Like many Italian emigrants, his father urges him to study because 'education (training in the Anglo-Saxon sense) is the only thing I can give you', said his father, and Cesidio becomes a lawyer. In 2007 he concludes his career with a sale of a business in Australia and for a wedding he returns with his wife and two children to visit Picinisco.
His wife Selina also has Italian grandparents, from Parma, and her father was the first of his generation to graduate from University in Scotland before returning to work in Milan where Selina spent her first 12 years studying in schools in Italy.
From the ‘distributed hotel’ to the vineyard
Let's go back to Picinisco and 2007. At the time, the town appeared less well cared for than it does now, and as a joke they bought a house in the historic center, just past the entrance arch. They thought they had bought a small nucleus and instead found themselves with an entire 4-story building in less than perfect condition.
This was the first step. The rest we all can experience.
The building was transformed into a luxury hotel made up of suites with a concierge under the arch and now hosts visitors from all over the world. Since the first year of 2012 the ‘distributed hotel (Albergo Diffuso) under the stars has been 'Golden Award' by the Italian Touring Club - Rooms of Italy. By now, word of mouth has spread on the web and the positive reviews have led more and more travellers between Rome and Naples to spend a night in Picinisco in Val di Comino.
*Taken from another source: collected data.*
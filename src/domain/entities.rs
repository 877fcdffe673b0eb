use std::{collections::BTreeMap, fmt};

use serde::{Deserialize, Deserializer, Serialize};
use uuid::Uuid;

/// Spending buckets a card can award bonus points on. Closed set.
#[derive(Clone, Copy, Debug, PartialEq, Eq, PartialOrd, Ord, Hash, Serialize, Deserialize)]
#[serde(rename_all = "camelCase")]
pub enum SpendingCategory {
    Travel,
    Dining,
    OnlineGrocery,
    Streaming,
    Other,
    Hotel,
    RentalCar,
    VacationRental,
}

impl SpendingCategory {
    pub const ALL: [SpendingCategory; 8] = [
        SpendingCategory::Travel,
        SpendingCategory::Dining,
        SpendingCategory::OnlineGrocery,
        SpendingCategory::Streaming,
        SpendingCategory::Other,
        SpendingCategory::Hotel,
        SpendingCategory::RentalCar,
        SpendingCategory::VacationRental,
    ];

    /// Key used by the recommendation service.
    pub fn key(&self) -> &'static str {
        match self {
            SpendingCategory::Travel => "travel",
            SpendingCategory::Dining => "dining",
            SpendingCategory::OnlineGrocery => "onlineGrocery",
            SpendingCategory::Streaming => "streaming",
            SpendingCategory::Other => "other",
            SpendingCategory::Hotel => "hotel",
            SpendingCategory::RentalCar => "rentalCar",
            SpendingCategory::VacationRental => "vacationRental",
        }
    }

    pub fn label(&self) -> &'static str {
        match self {
            SpendingCategory::Travel => "Travel",
            SpendingCategory::Dining => "Dining",
            SpendingCategory::OnlineGrocery => "Online Grocery",
            SpendingCategory::Streaming => "Streaming",
            SpendingCategory::Other => "Everything Else",
            SpendingCategory::Hotel => "Hotels",
            SpendingCategory::RentalCar => "Rental Cars",
            SpendingCategory::VacationRental => "Vacation Rentals",
        }
    }

    pub fn from_key(key: &str) -> Option<Self> {
        Self::ALL.into_iter().find(|category| category.key() == key)
    }
}

/// Points earned per dollar, per category. Absent categories are simply not stored.
#[derive(Clone, Debug, Default, PartialEq, Serialize, Deserialize)]
#[serde(from = "BTreeMap<String, Option<f64>>", into = "BTreeMap<String, Option<f64>>")]
pub struct RewardRate {
    rates: BTreeMap<SpendingCategory, f64>,
}

impl RewardRate {
    pub fn new() -> Self {
        Self::default()
    }

    /// Builder-style setter. Negative or non-finite multipliers are dropped.
    pub fn with(mut self, category: SpendingCategory, multiplier: f64) -> Self {
        self.set(category, multiplier);
        self
    }

    pub fn set(&mut self, category: SpendingCategory, multiplier: f64) {
        if multiplier.is_finite() && multiplier >= 0.0 {
            self.rates.insert(category, multiplier);
        } else {
            tracing::warn!(
                category = category.key(),
                multiplier,
                "ignoring invalid reward multiplier"
            );
            self.rates.remove(&category);
        }
    }

    pub fn get(&self, category: SpendingCategory) -> Option<f64> {
        self.rates.get(&category).copied()
    }

    pub fn is_empty(&self) -> bool {
        self.rates.is_empty()
    }

    /// Present categories in declaration order.
    pub fn iter(&self) -> impl Iterator<Item = (SpendingCategory, f64)> + '_ {
        self.rates.iter().map(|(category, rate)| (*category, *rate))
    }
}

impl From<BTreeMap<String, Option<f64>>> for RewardRate {
    fn from(raw: BTreeMap<String, Option<f64>>) -> Self {
        let mut rate = RewardRate::default();
        for (key, value) in raw {
            let Some(category) = SpendingCategory::from_key(&key) else {
                tracing::debug!(key = %key, "skipping unknown reward category");
                continue;
            };
            if let Some(multiplier) = value {
                rate.set(category, multiplier);
            }
        }
        rate
    }
}

impl From<RewardRate> for BTreeMap<String, Option<f64>> {
    fn from(rate: RewardRate) -> Self {
        rate.rates
            .into_iter()
            .map(|(category, multiplier)| (category.key().to_string(), Some(multiplier)))
            .collect()
    }
}

#[derive(Clone, Copy, Debug, PartialEq, Eq)]
pub enum BonusUnits {
    Points(u64),
    Miles(u64),
    None,
}

impl fmt::Display for BonusUnits {
    fn fmt(&self, f: &mut fmt::Formatter<'_>) -> fmt::Result {
        match self {
            BonusUnits::Points(amount) => write!(f, "{} points", group_thousands(*amount)),
            BonusUnits::Miles(amount) => write!(f, "{} miles", group_thousands(*amount)),
            BonusUnits::None => write!(f, "No bonus"),
        }
    }
}

/// Informational only; never enters the projection math.
#[derive(Clone, Debug, PartialEq, Serialize, Deserialize)]
#[serde(try_from = "SignUpBonusWire", into = "SignUpBonusWire")]
pub struct SignUpBonus {
    pub units: BonusUnits,
    pub minimum_spend: f64,
    pub time_frame_months: u32,
}

#[derive(Clone, Debug, Serialize, Deserialize)]
#[serde(rename_all = "camelCase")]
struct SignUpBonusWire {
    #[serde(default, deserialize_with = "optional_whole_u64", skip_serializing_if = "Option::is_none")]
    points: Option<u64>,
    #[serde(default, deserialize_with = "optional_whole_u64", skip_serializing_if = "Option::is_none")]
    miles: Option<u64>,
    #[serde(default, deserialize_with = "number_or_zero")]
    minimum_spend: f64,
    #[serde(default, deserialize_with = "optional_whole_u32")]
    time_frame_months: u32,
}

impl TryFrom<SignUpBonusWire> for SignUpBonus {
    type Error = String;

    fn try_from(wire: SignUpBonusWire) -> Result<Self, Self::Error> {
        let units = match (wire.points, wire.miles) {
            (Some(_), Some(_)) => {
                return Err("sign-up bonus lists both points and miles".to_string())
            }
            (Some(points), None) => BonusUnits::Points(points),
            (None, Some(miles)) => BonusUnits::Miles(miles),
            (None, None) => BonusUnits::None,
        };
        Ok(SignUpBonus {
            units,
            minimum_spend: wire.minimum_spend,
            time_frame_months: wire.time_frame_months,
        })
    }
}

impl From<SignUpBonus> for SignUpBonusWire {
    fn from(bonus: SignUpBonus) -> Self {
        let (points, miles) = match bonus.units {
            BonusUnits::Points(points) => (Some(points), None),
            BonusUnits::Miles(miles) => (None, Some(miles)),
            BonusUnits::None => (None, None),
        };
        SignUpBonusWire {
            points,
            miles,
            minimum_spend: bonus.minimum_spend,
            time_frame_months: bonus.time_frame_months,
        }
    }
}

#[derive(Clone, Debug, PartialEq, Serialize, Deserialize)]
#[serde(rename_all = "camelCase")]
pub struct Rewards {
    pub points_per_dollar: RewardRate,
    pub sign_up_bonus: SignUpBonus,
}

/// Card metadata as delivered by the recommendation service.
#[derive(Clone, Debug, PartialEq, Serialize, Deserialize)]
#[serde(rename_all = "camelCase")]
pub struct CardProfile {
    pub card_name: String,
    pub card_type: String,
    pub issuer: String,
    pub annual_fee: f64,
    #[serde(rename = "APR")]
    pub apr: String,
    pub rewards: Rewards,
    #[serde(default)]
    pub benefits: Vec<String>,
    #[serde(deserialize_with = "whole_u32")]
    pub credit_card_score_min: u32,
    #[serde(deserialize_with = "whole_u32")]
    pub credit_card_score_max: u32,
    pub link_to_apply: String,
    pub country_of_origin: String,
    #[serde(rename = "difficulty_rating")]
    pub difficulty_rating: f64,
}

/// Opaque per-recommendation key. Display names may collide; ids never do.
#[derive(Clone, Copy, Debug, PartialEq, Eq, Hash, PartialOrd, Ord)]
pub struct RecommendationId(Uuid);

impl RecommendationId {
    pub fn new() -> Self {
        Self(Uuid::new_v4())
    }

    /// DOM anchor for scroll targeting.
    pub fn anchor(&self) -> String {
        format!("card-{}", self.0.simple())
    }
}

impl Default for RecommendationId {
    fn default() -> Self {
        Self::new()
    }
}

#[derive(Clone, Debug, PartialEq, Serialize, Deserialize)]
pub struct Recommendation {
    #[serde(skip, default)]
    pub id: RecommendationId,
    pub rec_reasoning: String,
    #[serde(default)]
    pub card_name: String,
    pub card_info: CardProfile,
}

impl Recommendation {
    pub fn display_name(&self) -> &str {
        &self.card_info.card_name
    }
}

/// Upstream order is render order; never re-sorted.
#[derive(Clone, Debug, PartialEq, Serialize, Deserialize)]
pub struct RecommendationResponse {
    pub global_reasoning: String,
    pub recommendations: Vec<Recommendation>,
}

#[derive(Clone, Debug, PartialEq, Serialize, Deserialize)]
#[serde(rename_all = "camelCase")]
pub struct UserProfile {
    pub username: String,
    pub income: f64,
    #[serde(deserialize_with = "whole_u32")]
    pub age: u32,
    pub oldest_account_length_years: f64,
    #[serde(deserialize_with = "whole_u32")]
    pub credit_score: u32,
    pub annual_fee_willingness: f64,
}

#[derive(Clone, Debug, PartialEq, Serialize, Deserialize)]
#[serde(untagged)]
pub enum TransactionValue {
    Number(f64),
    Text(String),
}

/// Raw upstream transaction row. Carried along, never used in projections.
pub type TransactionRecord = BTreeMap<String, TransactionValue>;

/// Everything the dashboard needs, handed over on navigation.
#[derive(Clone, Debug, PartialEq, Serialize, Deserialize)]
#[serde(rename_all = "camelCase")]
pub struct DashboardPayload {
    pub recommendations: RecommendationResponse,
    pub user_info: UserProfile,
    #[serde(default)]
    pub transaction_data: Vec<TransactionRecord>,
}

// Upstream sends plain JSON numbers; `742.0` is as valid as `742`.

fn whole(value: f64, max: f64) -> f64 {
    if value.is_finite() {
        value.round().clamp(0.0, max)
    } else {
        0.0
    }
}

fn whole_u32<'de, D: Deserializer<'de>>(deserializer: D) -> Result<u32, D::Error> {
    let value = f64::deserialize(deserializer)?;
    Ok(whole(value, f64::from(u32::MAX)) as u32)
}

fn optional_whole_u32<'de, D: Deserializer<'de>>(deserializer: D) -> Result<u32, D::Error> {
    let value = Option::<f64>::deserialize(deserializer)?;
    Ok(value.map_or(0, |value| whole(value, f64::from(u32::MAX)) as u32))
}

fn optional_whole_u64<'de, D: Deserializer<'de>>(deserializer: D) -> Result<Option<u64>, D::Error> {
    let value = Option::<f64>::deserialize(deserializer)?;
    Ok(value.map(|value| whole(value, u64::MAX as f64) as u64))
}

fn number_or_zero<'de, D: Deserializer<'de>>(deserializer: D) -> Result<f64, D::Error> {
    let value = Option::<f64>::deserialize(deserializer)?;
    Ok(value.filter(|value| value.is_finite()).unwrap_or(0.0))
}

pub(crate) fn group_thousands(value: u64) -> String {
    let digits = value.to_string();
    let mut out = String::with_capacity(digits.len() + digits.len() / 3);
    for (idx, ch) in digits.chars().enumerate() {
        if idx > 0 && (digits.len() - idx) % 3 == 0 {
            out.push(',');
        }
        out.push(ch);
    }
    out
}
But the second step is even more intriguing and concerns the recovery of the village I Ciacca, where the family has resided since 1500, and the re-planting of a vineyard of about 30 hectares cultivated with only local grapes, Maturano. A wine that surprises for its aroma and the particular story about its recovery.
To create an agricoltural company, he had to buy 220 plots from 140 different owners. And one was 102 years old, otherwise the owners would have increased by a few dozen. That was the point of the parcelling of land due to the end of primogeniture law!
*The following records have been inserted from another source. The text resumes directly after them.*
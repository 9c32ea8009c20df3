use encoding_rs::{Encoding, UTF_8};
use thiserror::Error;

use crate::error::{HarvestError, Result};
use crate::ingest::detector::encoding_for_label;

/// Why a file with a detected encoding still could not be normalized.
#[derive(Debug, Clone, PartialEq, Eq, Error)]
pub enum NormalizeError {
    #[error("content is not valid {encoding}")]
    Malformed { encoding: &'static str },

    #[error("content has characters not representable in {encoding}")]
    Unmappable { encoding: &'static str },
}

/// Decodes with the detected source encoding, then round-trips the text
/// through the target encoding.
#[derive(Debug, Clone, Copy)]
pub struct TextNormalizer {
    target: &'static Encoding,
}

impl Default for TextNormalizer {
    fn default() -> Self {
        Self { target: UTF_8 }
    }
}

impl TextNormalizer {
    /// Normalizer for a WHATWG target label (`utf-8`, `gbk`, ...).
    pub fn new(target_label: &str) -> Result<Self> {
        let target = encoding_for_label(target_label).ok_or_else(|| {
            HarvestError::UnknownEncoding {
                label: target_label.to_string(),
            }
        })?;
        Ok(Self { target })
    }

    #[must_use]
    pub fn target(&self) -> &'static Encoding {
        self.target
    }

    /// Normalize `raw` bytes that were detected as `source`.
    ///
    /// A BOM for `source` is stripped. Malformed input is an error, never
    /// replaced with U+FFFD.
    pub fn normalize(
        &self,
        raw: &[u8],
        source: &'static Encoding,
    ) -> std::result::Result<String, NormalizeError> {
        let body = match Encoding::for_bom(raw) {
            Some((bom_encoding, bom_len)) if bom_encoding == source => &raw[bom_len..],
            _ => raw,
        };

        let text = source
            .decode_without_bom_handling_and_without_replacement(body)
            .ok_or(NormalizeError::Malformed {
                encoding: source.name(),
            })?;

        let (encoded, used, unmappable) = self.target.encode(&text);
        if unmappable {
            return Err(NormalizeError::Unmappable {
                encoding: self.target.name(),
            });
        }

        // UTF-16 targets encode as UTF-8 in encoding_rs; `used` says which.
        let round_trip = used
            .decode_without_bom_handling_and_without_replacement(&encoded)
            .ok_or(NormalizeError::Malformed {
                encoding: used.name(),
            })?;

        Ok(round_trip.into_owned())
    }
}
With his sophisticated researcher's spirit, in the nicest sense of the word, Cesidio and Selina retrieved the ancient Maturano vines from two nearby areas, two hills a short distance away, and had them reproduced. When they then transplanted the vineyard, they noticed that the bunches had two different shapes and thought they had it all wrong.
They had the bunch with small grains and the one with big grains analyzed by an Italian genetic laboratory which certified the DNA was the same. Not satisfied they went to a second French lab and this one certified once again that the DNA was the same but one plant was male and one was female.
Satisfied with their work they turned to one of the best enologists in the world, Alberto Antonini from Tuscany, to make their three types of wine in purity: Nostalgia, Sotto le Stelle (amber wine) and Matrimonio, a blend of the first two at 50%. They must be tried, no other suggestion
From vineyard to eno-gastronomical academy
If the tasting of wine satisfied you, wait for the opening of the academy with a master in eno-gastronomy born between the University of Cassino and of Southern Latium (Unicas)and a university in Scotland.
The premises are ready and a new path will start soon. And once again it will be a path that will tie Picinisco, the Upper Terra di Lavoro and Scotland more and more.
There is no conclusion to the story, but the family certainly has two hearts, one in Scotland and one in Italy, and the pragmatic Anglo-Saxon one is making the Italian one flourish again, and with it the whole village of Ciacca and Picinisco.
These are the stories of emigration that we wish we could always hear. The construction of bridges between cultures where ideas, goods and loves continue to pass. Where the roots of the past serve to build the plants that bear fruit today but also tomorrow and after tomorrow.
See you at the inauguration of the academy!